──────── DATA FOR THIS EXERCISE ────────

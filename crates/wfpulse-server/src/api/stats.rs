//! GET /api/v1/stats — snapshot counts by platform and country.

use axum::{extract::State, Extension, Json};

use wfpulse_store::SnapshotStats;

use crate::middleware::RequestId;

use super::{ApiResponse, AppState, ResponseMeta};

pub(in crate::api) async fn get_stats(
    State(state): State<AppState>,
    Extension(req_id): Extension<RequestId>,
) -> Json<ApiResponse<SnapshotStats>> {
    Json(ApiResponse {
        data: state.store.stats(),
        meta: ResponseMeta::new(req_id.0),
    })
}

────────
──────── DATA FOR THIS EXERCISE ────────

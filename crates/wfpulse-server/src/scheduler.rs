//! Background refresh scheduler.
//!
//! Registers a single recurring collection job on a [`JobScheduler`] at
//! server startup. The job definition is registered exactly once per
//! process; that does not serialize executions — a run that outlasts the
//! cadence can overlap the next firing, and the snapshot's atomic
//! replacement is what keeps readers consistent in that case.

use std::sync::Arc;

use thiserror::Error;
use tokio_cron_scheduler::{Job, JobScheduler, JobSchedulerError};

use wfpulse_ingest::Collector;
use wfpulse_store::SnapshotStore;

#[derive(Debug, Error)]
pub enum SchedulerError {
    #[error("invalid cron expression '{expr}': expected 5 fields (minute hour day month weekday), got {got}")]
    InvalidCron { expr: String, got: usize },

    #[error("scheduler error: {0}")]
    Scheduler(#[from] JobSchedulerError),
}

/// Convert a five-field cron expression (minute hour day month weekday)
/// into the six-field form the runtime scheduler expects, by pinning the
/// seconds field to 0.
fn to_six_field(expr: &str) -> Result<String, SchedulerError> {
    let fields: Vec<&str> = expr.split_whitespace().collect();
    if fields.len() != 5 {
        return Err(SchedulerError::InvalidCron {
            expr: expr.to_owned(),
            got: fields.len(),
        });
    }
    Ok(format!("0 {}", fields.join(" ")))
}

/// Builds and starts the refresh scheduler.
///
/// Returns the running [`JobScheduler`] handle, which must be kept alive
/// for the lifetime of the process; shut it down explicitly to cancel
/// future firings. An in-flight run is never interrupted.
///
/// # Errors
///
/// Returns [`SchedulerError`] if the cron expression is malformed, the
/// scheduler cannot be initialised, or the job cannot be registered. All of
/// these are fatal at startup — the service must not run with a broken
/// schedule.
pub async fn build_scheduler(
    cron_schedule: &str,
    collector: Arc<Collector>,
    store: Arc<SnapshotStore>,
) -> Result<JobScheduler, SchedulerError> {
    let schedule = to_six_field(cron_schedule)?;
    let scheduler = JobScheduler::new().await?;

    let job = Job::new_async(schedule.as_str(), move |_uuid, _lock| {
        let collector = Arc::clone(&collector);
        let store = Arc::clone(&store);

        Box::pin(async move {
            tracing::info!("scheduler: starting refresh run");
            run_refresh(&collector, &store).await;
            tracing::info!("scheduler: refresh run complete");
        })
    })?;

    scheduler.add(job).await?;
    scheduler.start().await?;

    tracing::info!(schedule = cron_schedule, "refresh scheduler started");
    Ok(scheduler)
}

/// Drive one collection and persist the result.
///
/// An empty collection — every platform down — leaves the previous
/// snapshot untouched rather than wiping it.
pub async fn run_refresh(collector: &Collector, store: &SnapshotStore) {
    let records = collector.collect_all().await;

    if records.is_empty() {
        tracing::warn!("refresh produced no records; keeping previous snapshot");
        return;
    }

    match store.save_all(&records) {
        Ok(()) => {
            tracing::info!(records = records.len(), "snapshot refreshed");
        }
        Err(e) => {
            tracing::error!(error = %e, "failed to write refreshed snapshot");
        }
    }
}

────────

**WORK INSTRUCTIONS:** Locate the lines above that hold the word "server". Show every one of them.

**SOLUTION TO THE EXERCISE:**
filename crates/wfpulse-server/src/api/stats.rs
filename crates/wfpulse-server/src/scheduler.rs
//! server startup. The job definition is registered exactly once per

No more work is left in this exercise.